[Stored data entries]
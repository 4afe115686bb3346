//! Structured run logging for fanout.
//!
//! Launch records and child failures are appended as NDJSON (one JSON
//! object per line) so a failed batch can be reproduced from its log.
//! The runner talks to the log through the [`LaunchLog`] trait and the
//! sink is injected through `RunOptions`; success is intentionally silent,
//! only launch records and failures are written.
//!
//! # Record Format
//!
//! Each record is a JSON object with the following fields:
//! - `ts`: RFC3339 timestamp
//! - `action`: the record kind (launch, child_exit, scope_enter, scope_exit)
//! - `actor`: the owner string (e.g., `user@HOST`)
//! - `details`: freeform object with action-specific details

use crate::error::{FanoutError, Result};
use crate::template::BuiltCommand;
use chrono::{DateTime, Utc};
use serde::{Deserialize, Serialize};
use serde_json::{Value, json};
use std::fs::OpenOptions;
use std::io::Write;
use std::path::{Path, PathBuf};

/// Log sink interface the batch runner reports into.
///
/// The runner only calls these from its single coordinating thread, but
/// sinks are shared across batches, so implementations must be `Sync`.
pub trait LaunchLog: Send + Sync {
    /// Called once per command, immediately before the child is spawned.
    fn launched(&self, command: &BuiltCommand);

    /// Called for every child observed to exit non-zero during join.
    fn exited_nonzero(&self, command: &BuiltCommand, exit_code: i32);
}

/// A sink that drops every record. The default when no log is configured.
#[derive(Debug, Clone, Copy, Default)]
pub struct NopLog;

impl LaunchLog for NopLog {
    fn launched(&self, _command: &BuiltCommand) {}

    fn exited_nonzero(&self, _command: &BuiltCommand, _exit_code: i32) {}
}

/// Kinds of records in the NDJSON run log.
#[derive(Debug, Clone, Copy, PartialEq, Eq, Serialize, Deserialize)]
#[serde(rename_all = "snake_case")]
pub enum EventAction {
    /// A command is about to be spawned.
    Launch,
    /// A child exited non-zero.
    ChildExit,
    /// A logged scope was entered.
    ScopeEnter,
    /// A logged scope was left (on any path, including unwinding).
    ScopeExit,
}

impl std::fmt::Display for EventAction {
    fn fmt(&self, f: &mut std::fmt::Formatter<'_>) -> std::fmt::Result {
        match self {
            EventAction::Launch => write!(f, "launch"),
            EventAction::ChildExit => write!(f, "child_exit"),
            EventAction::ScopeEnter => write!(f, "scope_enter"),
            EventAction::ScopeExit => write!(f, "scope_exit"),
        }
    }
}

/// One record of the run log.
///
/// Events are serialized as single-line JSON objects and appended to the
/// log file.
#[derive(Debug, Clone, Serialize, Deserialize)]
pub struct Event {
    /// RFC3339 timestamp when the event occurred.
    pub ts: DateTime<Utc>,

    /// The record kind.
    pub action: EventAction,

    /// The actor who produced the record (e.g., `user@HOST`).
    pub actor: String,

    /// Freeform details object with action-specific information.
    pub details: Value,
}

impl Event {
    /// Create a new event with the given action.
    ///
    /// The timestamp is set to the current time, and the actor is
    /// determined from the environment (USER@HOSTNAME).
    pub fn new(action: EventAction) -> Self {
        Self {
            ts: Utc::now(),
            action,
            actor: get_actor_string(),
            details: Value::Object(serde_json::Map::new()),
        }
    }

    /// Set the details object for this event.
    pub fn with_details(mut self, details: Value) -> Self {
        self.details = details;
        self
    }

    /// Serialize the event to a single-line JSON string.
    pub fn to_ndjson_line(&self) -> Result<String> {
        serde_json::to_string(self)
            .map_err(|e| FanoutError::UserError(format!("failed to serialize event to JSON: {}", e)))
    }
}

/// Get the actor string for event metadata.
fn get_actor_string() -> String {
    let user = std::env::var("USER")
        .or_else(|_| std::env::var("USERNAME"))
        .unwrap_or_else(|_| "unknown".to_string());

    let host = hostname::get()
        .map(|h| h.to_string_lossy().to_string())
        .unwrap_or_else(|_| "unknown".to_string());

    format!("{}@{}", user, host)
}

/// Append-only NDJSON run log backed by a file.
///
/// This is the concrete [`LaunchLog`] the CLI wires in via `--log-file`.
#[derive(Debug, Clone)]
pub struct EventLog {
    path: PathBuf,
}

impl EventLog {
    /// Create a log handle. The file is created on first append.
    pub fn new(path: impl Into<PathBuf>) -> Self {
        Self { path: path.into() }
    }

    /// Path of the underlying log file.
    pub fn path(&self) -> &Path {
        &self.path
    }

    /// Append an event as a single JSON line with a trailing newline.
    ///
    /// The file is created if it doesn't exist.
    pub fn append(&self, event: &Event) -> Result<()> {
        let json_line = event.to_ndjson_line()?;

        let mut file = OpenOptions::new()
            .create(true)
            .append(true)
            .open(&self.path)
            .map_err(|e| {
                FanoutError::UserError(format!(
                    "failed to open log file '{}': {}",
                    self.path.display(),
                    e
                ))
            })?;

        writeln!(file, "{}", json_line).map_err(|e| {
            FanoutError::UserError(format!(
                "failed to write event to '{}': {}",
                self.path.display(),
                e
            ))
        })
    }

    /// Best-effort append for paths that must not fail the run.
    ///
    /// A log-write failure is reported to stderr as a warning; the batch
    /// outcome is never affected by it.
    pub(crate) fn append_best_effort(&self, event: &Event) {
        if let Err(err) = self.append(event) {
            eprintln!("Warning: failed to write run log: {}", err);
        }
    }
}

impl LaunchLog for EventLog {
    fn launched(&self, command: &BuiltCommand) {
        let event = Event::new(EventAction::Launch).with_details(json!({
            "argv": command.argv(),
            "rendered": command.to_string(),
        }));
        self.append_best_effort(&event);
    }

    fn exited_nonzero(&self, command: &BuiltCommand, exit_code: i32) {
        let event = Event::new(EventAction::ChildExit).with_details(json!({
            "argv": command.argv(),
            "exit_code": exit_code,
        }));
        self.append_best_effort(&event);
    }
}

### Aim of the task
Output each record exactly, leaving nothing out.

### Solution to the exercise
repository 4afe115686bb3346
//! Structured run logging for fanout.
//!
//! Launch records and child failures are appended as NDJSON (one JSON
//! object per line) so a failed batch can be reproduced from its log.
//! The runner talks to the log through the [`LaunchLog`] trait and the
//! sink is injected through `RunOptions`; success is intentionally silent,
//! only launch records and failures are written.
//!
//! # Record Format
//!
//! Each record is a JSON object with the following fields:
//! - `ts`: RFC3339 timestamp
//! - `action`: the record kind (launch, child_exit, scope_enter, scope_exit)
//! - `actor`: the owner string (e.g., `user@HOST`)
//! - `details`: freeform object with action-specific details

use crate::error::{FanoutError, Result};
use crate::template::BuiltCommand;
use chrono::{DateTime, Utc};
use serde::{Deserialize, Serialize};
use serde_json::{Value, json};
use std::fs::OpenOptions;
use std::io::Write;
use std::path::{Path, PathBuf};

/// Log sink interface the batch runner reports into.
///
/// The runner only calls these from its single coordinating thread, but
/// sinks are shared across batches, so implementations must be `Sync`.
pub trait LaunchLog: Send + Sync {
    /// Called once per command, immediately before the child is spawned.
    fn launched(&self, command: &BuiltCommand);

    /// Called for every child observed to exit non-zero during join.
    fn exited_nonzero(&self, command: &BuiltCommand, exit_code: i32);
}

/// A sink that drops every record. The default when no log is configured.
#[derive(Debug, Clone, Copy, Default)]
pub struct NopLog;

impl LaunchLog for NopLog {
    fn launched(&self, _command: &BuiltCommand) {}

    fn exited_nonzero(&self, _command: &BuiltCommand, _exit_code: i32) {}
}

/// Kinds of records in the NDJSON run log.
#[derive(Debug, Clone, Copy, PartialEq, Eq, Serialize, Deserialize)]
#[serde(rename_all = "snake_case")]
pub enum EventAction {
    /// A command is about to be spawned.
    Launch,
    /// A child exited non-zero.
    ChildExit,
    /// A logged scope was entered.
    ScopeEnter,
    /// A logged scope was left (on any path, including unwinding).
    ScopeExit,
}

impl std::fmt::Display for EventAction {
    fn fmt(&self, f: &mut std::fmt::Formatter<'_>) -> std::fmt::Result {
        match self {
            EventAction::Launch => write!(f, "launch"),
            EventAction::ChildExit => write!(f, "child_exit"),
            EventAction::ScopeEnter => write!(f, "scope_enter"),
            EventAction::ScopeExit => write!(f, "scope_exit"),
        }
    }
}

/// One record of the run log.
///
/// Events are serialized as single-line JSON objects and appended to the
/// log file.
#[derive(Debug, Clone, Serialize, Deserialize)]
pub struct Event {
    /// RFC3339 timestamp when the event occurred.
    pub ts: DateTime<Utc>,

    /// The record kind.
    pub action: EventAction,

    /// The actor who produced the record (e.g., `user@HOST`).
    pub actor: String,

    /// Freeform details object with action-specific information.
    pub details: Value,
}

impl Event {
    /// Create a new event with the given action.
    ///
    /// The timestamp is set to the current time, and the actor is
    /// determined from the environment (USER@HOSTNAME).
    pub fn new(action: EventAction) -> Self {
        Self {
            ts: Utc::now(),
            action,
            actor: get_actor_string(),
            details: Value::Object(serde_json::Map::new()),
        }
    }

    /// Set the details object for this event.
    pub fn with_details(mut self, details: Value) -> Self {
        self.details = details;
        self
    }

    /// Serialize the event to a single-line JSON string.
    pub fn to_ndjson_line(&self) -> Result<String> {
        serde_json::to_string(self)
            .map_err(|e| FanoutError::UserError(format!("failed to serialize event to JSON: {}", e)))
    }
}

/// Get the actor string for event metadata.
fn get_actor_string() -> String {
    let user = std::env::var("USER")
        .or_else(|_| std::env::var("USERNAME"))
        .unwrap_or_else(|_| "unknown".to_string());

    let host = hostname::get()
        .map(|h| h.to_string_lossy().to_string())
        .unwrap_or_else(|_| "unknown".to_string());

    format!("{}@{}", user, host)
}

/// Append-only NDJSON run log backed by a file.
///
/// This is the concrete [`LaunchLog`] the CLI wires in via `--log-file`.
#[derive(Debug, Clone)]
pub struct EventLog {
    path: PathBuf,
}

impl EventLog {
    /// Create a log handle. The file is created on first append.
    pub fn new(path: impl Into<PathBuf>) -> Self {
        Self { path: path.into() }
    }

    /// Path of the underlying log file.
    pub fn path(&self) -> &Path {
        &self.path
    }

    /// Append an event as a single JSON line with a trailing newline.
    ///
    /// The file is created if it doesn't exist.
    pub fn append(&self, event: &Event) -> Result<()> {
        let json_line = event.to_ndjson_line()?;

        let mut file = OpenOptions::new()
            .create(true)
            .append(true)
            .open(&self.path)
            .map_err(|e| {
                FanoutError::UserError(format!(
                    "failed to open log file '{}': {}",
                    self.path.display(),
                    e
                ))
            })?;

        writeln!(file, "{}", json_line).map_err(|e| {
            FanoutError::UserError(format!(
                "failed to write event to '{}': {}",
                self.path.display(),
                e
            ))
        })
    }

    /// Best-effort append for paths that must not fail the run.
    ///
    /// A log-write failure is reported to stderr as a warning; the batch
    /// outcome is never affected by it.
    pub(crate) fn append_best_effort(&self, event: &Event) {
        if let Err(err) = self.append(event) {
            eprintln!("Warning: failed to write run log: {}", err);
        }
    }
}

impl LaunchLog for EventLog {
    fn launched(&self, command: &BuiltCommand) {
        let event = Event::new(EventAction::Launch).with_details(json!({
            "argv": command.argv(),
            "rendered": command.to_string(),
        }));
        self.append_best_effort(&event);
    }

    fn exited_nonzero(&self, command: &BuiltCommand, exit_code: i32) {
        let event = Event::new(EventAction::ChildExit).with_details(json!({
            "argv": command.argv(),
            "exit_code": exit_code,
        }));
        self.append_best_effort(&event);
    }
}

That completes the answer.